> _EXERCISE INSTRUCTIONS_:
Filter these entries so that only lines with the word "impl" remain.

■ ■ ■ ■

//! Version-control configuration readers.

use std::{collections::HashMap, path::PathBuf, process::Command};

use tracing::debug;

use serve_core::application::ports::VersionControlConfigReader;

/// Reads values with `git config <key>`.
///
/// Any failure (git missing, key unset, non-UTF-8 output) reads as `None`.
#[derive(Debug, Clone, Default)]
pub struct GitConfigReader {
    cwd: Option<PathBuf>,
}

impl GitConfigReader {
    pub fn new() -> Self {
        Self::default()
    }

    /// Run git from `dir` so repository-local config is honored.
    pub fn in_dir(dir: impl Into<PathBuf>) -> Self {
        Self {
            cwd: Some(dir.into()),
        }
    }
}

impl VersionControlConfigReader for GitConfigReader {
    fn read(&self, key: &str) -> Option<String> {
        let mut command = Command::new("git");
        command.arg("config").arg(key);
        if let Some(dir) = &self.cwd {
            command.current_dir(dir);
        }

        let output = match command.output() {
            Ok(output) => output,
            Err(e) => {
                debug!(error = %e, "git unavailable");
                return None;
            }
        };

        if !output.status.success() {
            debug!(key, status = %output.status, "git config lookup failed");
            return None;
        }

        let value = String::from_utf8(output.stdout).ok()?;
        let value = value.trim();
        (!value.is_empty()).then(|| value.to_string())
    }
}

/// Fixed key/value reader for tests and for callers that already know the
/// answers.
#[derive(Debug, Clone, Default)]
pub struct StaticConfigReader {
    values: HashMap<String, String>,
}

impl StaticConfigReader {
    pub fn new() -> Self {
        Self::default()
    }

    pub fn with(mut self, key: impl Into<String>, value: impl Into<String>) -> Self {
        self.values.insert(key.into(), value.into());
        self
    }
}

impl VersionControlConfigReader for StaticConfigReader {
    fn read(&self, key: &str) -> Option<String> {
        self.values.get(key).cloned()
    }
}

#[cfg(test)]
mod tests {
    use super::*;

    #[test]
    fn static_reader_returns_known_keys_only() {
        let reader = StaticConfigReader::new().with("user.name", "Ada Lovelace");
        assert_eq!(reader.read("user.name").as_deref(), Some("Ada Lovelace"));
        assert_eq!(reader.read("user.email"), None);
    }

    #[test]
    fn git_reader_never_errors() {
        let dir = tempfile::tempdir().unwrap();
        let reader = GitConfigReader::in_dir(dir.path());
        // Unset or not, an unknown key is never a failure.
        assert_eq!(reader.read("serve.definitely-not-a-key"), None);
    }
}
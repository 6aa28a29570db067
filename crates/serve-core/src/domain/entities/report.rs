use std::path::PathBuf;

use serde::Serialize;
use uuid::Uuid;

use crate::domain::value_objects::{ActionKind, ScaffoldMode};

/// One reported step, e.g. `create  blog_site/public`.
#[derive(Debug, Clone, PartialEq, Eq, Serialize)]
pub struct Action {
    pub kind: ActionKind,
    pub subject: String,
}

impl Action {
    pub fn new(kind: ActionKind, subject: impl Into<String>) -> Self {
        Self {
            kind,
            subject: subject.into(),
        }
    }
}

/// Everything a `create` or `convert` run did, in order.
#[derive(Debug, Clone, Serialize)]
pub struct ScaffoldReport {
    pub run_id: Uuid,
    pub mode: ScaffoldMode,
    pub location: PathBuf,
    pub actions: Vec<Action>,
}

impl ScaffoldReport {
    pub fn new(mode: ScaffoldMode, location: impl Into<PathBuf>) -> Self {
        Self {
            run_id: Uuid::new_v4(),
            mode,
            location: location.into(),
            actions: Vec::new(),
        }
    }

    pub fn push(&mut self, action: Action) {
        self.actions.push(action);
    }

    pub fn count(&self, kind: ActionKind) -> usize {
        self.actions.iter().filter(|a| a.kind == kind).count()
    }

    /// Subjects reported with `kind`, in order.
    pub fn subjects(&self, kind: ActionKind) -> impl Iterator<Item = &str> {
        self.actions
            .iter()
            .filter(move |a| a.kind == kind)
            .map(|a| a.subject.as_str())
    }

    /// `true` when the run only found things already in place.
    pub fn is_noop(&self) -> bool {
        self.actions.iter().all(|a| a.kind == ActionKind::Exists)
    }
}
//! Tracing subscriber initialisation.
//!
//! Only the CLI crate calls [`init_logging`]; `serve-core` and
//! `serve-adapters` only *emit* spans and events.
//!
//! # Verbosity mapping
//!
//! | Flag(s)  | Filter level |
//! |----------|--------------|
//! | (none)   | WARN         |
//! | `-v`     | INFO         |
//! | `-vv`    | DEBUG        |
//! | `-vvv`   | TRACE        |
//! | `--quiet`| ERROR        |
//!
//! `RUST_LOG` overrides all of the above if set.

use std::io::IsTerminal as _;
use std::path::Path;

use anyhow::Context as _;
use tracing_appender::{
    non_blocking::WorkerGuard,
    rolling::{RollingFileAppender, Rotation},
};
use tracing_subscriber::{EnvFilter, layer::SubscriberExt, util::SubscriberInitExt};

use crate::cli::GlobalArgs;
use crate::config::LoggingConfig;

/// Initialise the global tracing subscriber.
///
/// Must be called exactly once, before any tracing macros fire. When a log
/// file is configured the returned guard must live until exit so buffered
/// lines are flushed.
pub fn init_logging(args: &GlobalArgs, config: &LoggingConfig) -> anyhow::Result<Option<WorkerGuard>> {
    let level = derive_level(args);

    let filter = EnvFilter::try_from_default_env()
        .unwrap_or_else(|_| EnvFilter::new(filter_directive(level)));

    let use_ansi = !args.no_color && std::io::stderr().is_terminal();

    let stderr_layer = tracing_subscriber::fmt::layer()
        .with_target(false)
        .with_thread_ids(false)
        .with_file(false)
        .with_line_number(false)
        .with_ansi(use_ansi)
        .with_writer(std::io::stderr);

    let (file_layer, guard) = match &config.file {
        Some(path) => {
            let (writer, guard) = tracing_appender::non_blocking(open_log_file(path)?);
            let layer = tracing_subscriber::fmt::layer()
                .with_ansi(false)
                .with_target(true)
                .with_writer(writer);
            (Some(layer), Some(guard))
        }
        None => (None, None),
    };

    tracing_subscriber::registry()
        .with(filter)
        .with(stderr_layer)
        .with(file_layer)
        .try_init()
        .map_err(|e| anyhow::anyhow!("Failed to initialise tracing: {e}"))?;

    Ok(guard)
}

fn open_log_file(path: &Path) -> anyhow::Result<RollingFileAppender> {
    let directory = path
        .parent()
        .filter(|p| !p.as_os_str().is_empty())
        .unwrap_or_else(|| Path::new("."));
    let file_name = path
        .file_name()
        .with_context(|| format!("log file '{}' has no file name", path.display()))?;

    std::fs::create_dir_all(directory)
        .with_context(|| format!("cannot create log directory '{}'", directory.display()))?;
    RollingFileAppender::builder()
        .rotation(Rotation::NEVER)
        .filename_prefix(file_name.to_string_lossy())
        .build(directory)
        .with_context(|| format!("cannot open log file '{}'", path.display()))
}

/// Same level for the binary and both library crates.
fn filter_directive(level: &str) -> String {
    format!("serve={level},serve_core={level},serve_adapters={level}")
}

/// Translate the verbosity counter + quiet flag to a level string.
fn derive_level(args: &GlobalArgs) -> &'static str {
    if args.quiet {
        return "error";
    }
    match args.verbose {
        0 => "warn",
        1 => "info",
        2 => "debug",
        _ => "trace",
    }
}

■ ■ ■ ■

> _WRITTEN SOLUTION_:
impl GitConfigReader {
    pub fn in_dir(dir: impl Into<PathBuf>) -> Self {
impl VersionControlConfigReader for GitConfigReader {
impl StaticConfigReader {
    pub fn with(mut self, key: impl Into<String>, value: impl Into<String>) -> Self {
impl VersionControlConfigReader for StaticConfigReader {
impl Action {
    pub fn new(kind: ActionKind, subject: impl Into<String>) -> Self {
impl ScaffoldReport {
    pub fn new(mode: ScaffoldMode, location: impl Into<PathBuf>) -> Self {
    pub fn subjects(&self, kind: ActionKind) -> impl Iterator<Item = &str> {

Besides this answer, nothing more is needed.